[Collected data]
▬▬▬▬▬▬
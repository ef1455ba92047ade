//! Text generation
//!
//! [`Generator`] wraps one call to a language model. Decoding parameters are
//! fixed when the generator is built; callers only hand over a prompt.

pub mod ollama;

pub use ollama::OllamaGenerator;

use async_trait::async_trait;

use crate::errors::GenerationError;

/// Trait for text generation models
#[async_trait]
pub trait Generator: Send + Sync {
    /// Generate the model's plain-text reply to `prompt`
    async fn generate(&self, prompt: &str) -> Result<String, GenerationError>;

    /// Get the model name/identifier
    fn model_name(&self) -> &str;
}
▬▬▬▬▬▬
## ASSIGNMENT:
Go line by line through the data, copying each one that contains the word "prompt".

## RESULT:
//! fixed when the generator is built; callers only hand over a prompt.
    /// Generate the model's plain-text reply to `prompt`
    async fn generate(&self, prompt: &str) -> Result<String, GenerationError>;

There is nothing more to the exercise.